— DIRECTIONS FOR THIS TASK —
Could you find every line in the records below that contains the word "content" and copy it?

**** DATA

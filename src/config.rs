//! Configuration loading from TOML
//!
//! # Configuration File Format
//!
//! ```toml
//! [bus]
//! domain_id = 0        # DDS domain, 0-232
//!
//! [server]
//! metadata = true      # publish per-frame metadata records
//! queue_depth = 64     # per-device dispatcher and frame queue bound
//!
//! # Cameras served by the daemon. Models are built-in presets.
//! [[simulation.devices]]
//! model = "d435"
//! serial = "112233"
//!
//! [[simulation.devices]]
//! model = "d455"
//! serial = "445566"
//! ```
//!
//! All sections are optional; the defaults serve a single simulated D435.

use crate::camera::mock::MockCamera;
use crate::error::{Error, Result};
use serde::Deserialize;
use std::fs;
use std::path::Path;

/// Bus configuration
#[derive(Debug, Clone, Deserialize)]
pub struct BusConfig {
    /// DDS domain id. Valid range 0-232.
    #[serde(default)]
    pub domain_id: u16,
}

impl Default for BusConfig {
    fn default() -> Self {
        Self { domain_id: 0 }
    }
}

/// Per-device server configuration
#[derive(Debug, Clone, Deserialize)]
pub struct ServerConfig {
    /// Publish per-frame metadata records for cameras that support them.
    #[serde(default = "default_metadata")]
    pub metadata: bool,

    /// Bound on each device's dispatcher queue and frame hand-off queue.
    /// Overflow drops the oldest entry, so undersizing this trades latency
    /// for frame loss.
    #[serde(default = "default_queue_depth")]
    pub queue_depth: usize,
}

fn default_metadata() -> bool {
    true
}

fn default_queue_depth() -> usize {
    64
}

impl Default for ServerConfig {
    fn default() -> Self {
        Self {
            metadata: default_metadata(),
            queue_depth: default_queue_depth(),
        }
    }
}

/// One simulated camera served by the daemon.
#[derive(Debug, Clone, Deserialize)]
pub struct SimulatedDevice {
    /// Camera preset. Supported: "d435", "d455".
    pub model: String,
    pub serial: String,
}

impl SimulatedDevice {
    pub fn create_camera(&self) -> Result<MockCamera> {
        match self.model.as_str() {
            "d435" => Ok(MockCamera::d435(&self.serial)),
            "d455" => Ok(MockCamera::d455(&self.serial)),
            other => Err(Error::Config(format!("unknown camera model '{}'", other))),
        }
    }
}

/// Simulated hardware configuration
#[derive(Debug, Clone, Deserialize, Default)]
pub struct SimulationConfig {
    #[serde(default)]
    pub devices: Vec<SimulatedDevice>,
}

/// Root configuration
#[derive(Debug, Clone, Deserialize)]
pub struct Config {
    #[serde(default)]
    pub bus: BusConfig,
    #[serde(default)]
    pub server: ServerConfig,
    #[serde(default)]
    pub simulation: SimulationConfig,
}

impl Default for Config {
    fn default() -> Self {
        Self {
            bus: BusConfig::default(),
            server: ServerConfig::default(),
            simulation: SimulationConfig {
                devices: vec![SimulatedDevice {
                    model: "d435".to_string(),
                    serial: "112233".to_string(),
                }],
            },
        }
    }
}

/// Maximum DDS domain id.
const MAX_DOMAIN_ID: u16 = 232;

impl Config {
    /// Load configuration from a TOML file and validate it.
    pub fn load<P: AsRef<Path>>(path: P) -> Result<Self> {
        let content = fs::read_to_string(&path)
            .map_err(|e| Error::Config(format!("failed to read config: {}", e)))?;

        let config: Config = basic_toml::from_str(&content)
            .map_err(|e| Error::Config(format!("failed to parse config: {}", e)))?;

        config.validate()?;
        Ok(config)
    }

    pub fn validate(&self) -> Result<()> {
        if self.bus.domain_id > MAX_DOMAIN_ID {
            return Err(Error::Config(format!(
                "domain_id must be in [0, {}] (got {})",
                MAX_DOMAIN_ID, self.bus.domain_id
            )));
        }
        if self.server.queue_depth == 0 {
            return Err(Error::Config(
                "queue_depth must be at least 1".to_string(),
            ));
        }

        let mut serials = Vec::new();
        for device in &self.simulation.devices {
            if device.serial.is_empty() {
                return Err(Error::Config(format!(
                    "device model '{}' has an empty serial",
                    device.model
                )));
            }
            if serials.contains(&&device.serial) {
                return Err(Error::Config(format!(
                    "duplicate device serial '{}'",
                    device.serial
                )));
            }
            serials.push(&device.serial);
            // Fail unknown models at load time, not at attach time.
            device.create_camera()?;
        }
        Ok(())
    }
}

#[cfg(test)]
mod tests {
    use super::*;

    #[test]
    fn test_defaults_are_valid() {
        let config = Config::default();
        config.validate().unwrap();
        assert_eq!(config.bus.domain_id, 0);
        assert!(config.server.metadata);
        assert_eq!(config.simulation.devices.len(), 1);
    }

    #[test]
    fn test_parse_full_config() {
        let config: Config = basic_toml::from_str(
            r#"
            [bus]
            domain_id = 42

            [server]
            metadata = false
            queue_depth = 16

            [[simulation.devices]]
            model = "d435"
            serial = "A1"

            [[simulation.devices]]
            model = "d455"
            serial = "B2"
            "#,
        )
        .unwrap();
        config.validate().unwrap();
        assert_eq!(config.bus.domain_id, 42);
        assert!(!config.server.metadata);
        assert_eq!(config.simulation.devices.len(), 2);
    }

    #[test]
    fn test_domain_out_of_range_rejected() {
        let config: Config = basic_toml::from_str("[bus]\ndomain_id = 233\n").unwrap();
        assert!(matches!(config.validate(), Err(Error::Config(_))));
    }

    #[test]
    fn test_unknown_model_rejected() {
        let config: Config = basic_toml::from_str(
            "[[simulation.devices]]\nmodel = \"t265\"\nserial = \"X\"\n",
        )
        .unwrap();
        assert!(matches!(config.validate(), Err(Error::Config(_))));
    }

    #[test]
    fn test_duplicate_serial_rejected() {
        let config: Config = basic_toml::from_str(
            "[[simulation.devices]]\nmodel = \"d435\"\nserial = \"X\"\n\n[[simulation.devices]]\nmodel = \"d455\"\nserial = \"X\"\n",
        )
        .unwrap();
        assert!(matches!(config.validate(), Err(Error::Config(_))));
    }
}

********

— SOLUTION FOR THIS EXERCISE —
        let content = fs::read_to_string(&path)
        let config: Config = basic_toml::from_str(&content)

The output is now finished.